[Opening PROVIDED RECORDS section]

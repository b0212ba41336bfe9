use crate::storage::ShortLink;
use migration::entities::link;

/// 将 Sea-ORM Model 转换为 ShortLink
pub fn model_to_link(model: link::Model) -> ShortLink {
    ShortLink {
        id: model.id,
        owner_id: model.owner_id,
        original_url: model.original_url,
        alias: model.alias,
        clicks: model.clicks.max(0),
        is_password_protected: model.is_password_protected,
        password_hash: model.password_hash,
        password_attempts: model.password_attempts.max(0),
        is_active: model.is_active,
        created_at: model.created_at,
        updated_at: model.updated_at,
    }
}

/// 将新建的 ShortLink 转换为 ActiveModel
///
/// 记录创建后只通过条件 UPDATE 修改，所以这里只有插入场景。
pub fn link_to_active_model(link: &ShortLink) -> link::ActiveModel {
    use sea_orm::ActiveValue::Set;

    link::ActiveModel {
        id: Set(link.id.clone()),
        owner_id: Set(link.owner_id.clone()),
        original_url: Set(link.original_url.clone()),
        alias: Set(link.alias.clone()),
        clicks: Set(link.clicks),
        is_password_protected: Set(link.is_password_protected),
        password_hash: Set(link.password_hash.clone()),
        password_attempts: Set(link.password_attempts),
        is_active: Set(link.is_active),
        created_at: Set(link.created_at),
        updated_at: Set(link.updated_at),
    }
}

#[cfg(test)]
mod tests {
    use chrono::Utc;
    use sea_orm::ActiveValue;

    use super::*;

    fn model() -> link::Model {
        let now = Utc::now();
        link::Model {
            id: "0c3a".to_string(),
            owner_id: "alice".to_string(),
            original_url: "https://example.com".to_string(),
            alias: "abc123".to_string(),
            clicks: 42,
            is_password_protected: true,
            password_hash: Some("hash".to_string()),
            password_attempts: 2,
            is_active: true,
            created_at: now,
            updated_at: now,
        }
    }

    #[test]
    fn test_model_to_link() {
        let link = model_to_link(model());

        assert_eq!(link.alias, "abc123");
        assert_eq!(link.owner_id, "alice");
        assert_eq!(link.clicks, 42);
        assert_eq!(link.password_attempts, 2);
        assert!(link.is_password_protected);
    }

    #[test]
    fn test_negative_counters_are_clamped() {
        let link = model_to_link(link::Model {
            clicks: -3,
            password_attempts: -1,
            ..model()
        });
        assert_eq!(link.clicks, 0);
        assert_eq!(link.password_attempts, 0);
    }

    #[test]
    fn test_link_to_active_model_sets_every_column() {
        let link = ShortLink::new("bob", "https://target.com", "xyz", None);
        let active = link_to_active_model(&link);

        assert!(matches!(active.id, ActiveValue::Set(ref id) if *id == link.id));
        assert!(matches!(active.alias, ActiveValue::Set(ref a) if a == "xyz"));
        assert!(matches!(active.password_hash, ActiveValue::Set(None)));
        assert!(matches!(active.is_active, ActiveValue::Set(true)));
        assert!(matches!(active.clicks, ActiveValue::Set(0)));
    }
}
//! Logging system initialization
//!
//! Sets up the global tracing subscriber from the `[logging]` section.

use std::io::Write;
use std::path::Path;

use tracing_appender::non_blocking::WorkerGuard;
use tracing_appender::rolling;

use crate::config::{LoggingConfig, StaticConfig};

const DEFAULT_LOG_FILE_NAME: &str = "guardlink.log";

type BoxedWriter = Box<dyn Write + Send + Sync>;

/// Initialize logging system based on configuration
///
/// The returned `WorkerGuard` must be kept alive for the duration of the
/// program so buffered log lines get flushed.
///
/// Should be called once, after the configuration has been loaded. A log
/// file that cannot be opened falls back to stdout with a warning on stderr.
pub fn init_logging(config: &StaticConfig) -> WorkerGuard {
    let logging = &config.logging;
    let (writer, to_console) = match build_writer(logging) {
        Ok(Some(writer)) => (writer, false),
        Ok(None) => (Box::new(std::io::stdout()) as BoxedWriter, true),
        Err(e) => {
            eprintln!("[WARN] Failed to open log file, logging to stdout: {}", e);
            (Box::new(std::io::stdout()) as BoxedWriter, true)
        }
    };

    let (non_blocking_writer, guard) = tracing_appender::non_blocking(writer);
    let filter = tracing_subscriber::EnvFilter::try_new(&logging.level).unwrap_or_else(|e| {
        eprintln!(
            "[WARN] Invalid log level '{}': {}, using 'info'",
            logging.level, e
        );
        tracing_subscriber::EnvFilter::new("info")
    });

    let subscriber_builder = tracing_subscriber::fmt()
        .with_writer(non_blocking_writer)
        .with_env_filter(filter)
        .with_level(true)
        .with_ansi(to_console);

    // try_init: tests and embedders may already have a subscriber installed
    let result = if logging.format == "json" {
        subscriber_builder.json().try_init()
    } else {
        subscriber_builder.try_init()
    };
    if let Err(e) = result {
        eprintln!("[WARN] Logging already initialized: {}", e);
    }

    guard
}

/// `Ok(None)` means log to stdout
fn build_writer(logging: &LoggingConfig) -> std::io::Result<Option<BoxedWriter>> {
    let Some(log_file) = logging.file.as_deref().filter(|f| !f.is_empty()) else {
        return Ok(None);
    };

    if !logging.enable_rotation {
        let file = std::fs::OpenOptions::new()
            .create(true)
            .append(true)
            .open(log_file)?;
        return Ok(Some(Box::new(file)));
    }

    let path = Path::new(log_file);
    let dir = path.parent().filter(|p| !p.as_os_str().is_empty());
    let filename = path
        .file_name()
        .and_then(|f| f.to_str())
        .unwrap_or(DEFAULT_LOG_FILE_NAME);

    let appender = rolling::Builder::new()
        .rotation(rolling::Rotation::DAILY)
        .filename_prefix(filename.trim_end_matches(".log"))
        .filename_suffix("log")
        .max_log_files(logging.max_backups.max(1) as usize)
        .build(dir.unwrap_or(Path::new(".")))
        .map_err(std::io::Error::other)?;

    Ok(Some(Box::new(appender)))
}
use std::sync::Arc;
use std::time::{Duration, Instant};

use actix_web::http::StatusCode;
use actix_web::{HttpResponse, Responder, web};
use serde::Serialize;
use tracing::{error, trace};

use crate::storage::SeaOrmStorage;

use super::error_code::ErrorCode;
use super::helpers::json_response;

// 应用启动时间结构体
#[derive(Clone, Debug)]
pub struct AppStartTime {
    pub start_datetime: chrono::DateTime<chrono::Utc>,
}

impl AppStartTime {
    pub fn now() -> Self {
        Self {
            start_datetime: chrono::Utc::now(),
        }
    }
}

#[derive(Debug, Serialize)]
pub struct HealthStorageCheck {
    pub status: &'static str,
    pub backend: String,
    #[serde(skip_serializing_if = "Option::is_none")]
    pub links_count: Option<u64>,
    #[serde(skip_serializing_if = "Option::is_none")]
    pub error: Option<String>,
}

#[derive(Debug, Serialize)]
pub struct HealthResponse {
    pub code: ErrorCode,
    pub status: &'static str,
    pub timestamp: String,
    pub uptime: u64,
    pub storage: HealthStorageCheck,
    pub response_time_ms: u64,
}

/// Health Service
///
/// 直接访问存储层：探针需要快速响应，不经过业务逻辑。
pub struct HealthService;

impl HealthService {
    pub async fn health_check(
        storage: web::Data<Arc<SeaOrmStorage>>,
        app_start_time: web::Data<AppStartTime>,
    ) -> impl Responder {
        let start_time = Instant::now();
        trace!("Received health check request");

        let backend = storage.info().backend;
        let storage_check =
            match tokio::time::timeout(Duration::from_secs(5), storage.count()).await {
                Ok(Ok(count)) => HealthStorageCheck {
                    status: "healthy",
                    backend,
                    links_count: Some(count),
                    error: None,
                },
                Ok(Err(e)) => {
                    error!("Storage health check failed: {}", e);
                    HealthStorageCheck {
                        status: "unhealthy",
                        backend,
                        links_count: None,
                        error: Some("database error".to_string()),
                    }
                }
                Err(_) => {
                    error!("Storage health check timeout");
                    HealthStorageCheck {
                        status: "unhealthy",
                        backend,
                        links_count: None,
                        error: Some("timeout".to_string()),
                    }
                }
            };

        let healthy = storage_check.error.is_none();
        let now = chrono::Utc::now();
        let body = HealthResponse {
            code: if healthy {
                ErrorCode::Success
            } else {
                ErrorCode::ServiceUnavailable
            },
            status: if healthy { "healthy" } else { "unhealthy" },
            timestamp: now.to_rfc3339(),
            uptime: (now - app_start_time.start_datetime).num_seconds().max(0) as u64,
            storage: storage_check,
            response_time_ms: start_time.elapsed().as_millis() as u64,
        };

        let status = if healthy {
            StatusCode::OK
        } else {
            StatusCode::SERVICE_UNAVAILABLE
        };
        json_response(status, &body)
    }

    /// 就绪检查：数据库可达即就绪
    pub async fn readiness_check(storage: web::Data<Arc<SeaOrmStorage>>) -> impl Responder {
        trace!("Received readiness check request");

        match storage.ping().await {
            Ok(()) => HttpResponse::Ok()
                .append_header(("Content-Type", "text/plain"))
                .body("OK"),
            Err(e) => {
                error!("Readiness check failed: {}", e);
                HttpResponse::ServiceUnavailable()
                    .append_header(("Content-Type", "text/plain"))
                    .body("Service Unavailable")
            }
        }
    }

    // 活跃性检查，进程能响应即可
    pub async fn liveness_check() -> impl Responder {
        trace!("Received liveness check request");

        HttpResponse::NoContent().finish()
    }
}

/// Health 路由配置
pub fn health_routes() -> actix_web::Scope {
    web::scope("/health")
        .route("", web::get().to(HealthService::health_check))
        .route("", web::head().to(HealthService::health_check))
        .route("/ready", web::get().to(HealthService::readiness_check))
        .route("/ready", web::head().to(HealthService::readiness_check))
        .route("/live", web::get().to(HealthService::liveness_check))
        .route("/live", web::head().to(HealthService::liveness_check))
}
//! Service layer for business logic
//!
//! HTTP handlers and the CLI share these services.

mod link_service;

pub use link_service::*;
pub mod auth;
pub mod request_log;

pub use auth::{Principal, UserAuth};
pub use request_log::{RequestId, RequestLog};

[Closing PROVIDED RECORDS section]

**REQUIREMENT**
Working through the data above, find every line holding "Some" and copy it.

**RESULT FOR THIS TASK**
            password_hash: Some("hash".to_string()),
        Ok(Some(writer)) => (writer, false),
    let Some(log_file) = logging.file.as_deref().filter(|f| !f.is_empty()) else {
        return Ok(Some(Box::new(file)));
    Ok(Some(Box::new(appender)))
                    links_count: Some(count),
                        error: Some("database error".to_string()),
                        error: Some("timeout".to_string()),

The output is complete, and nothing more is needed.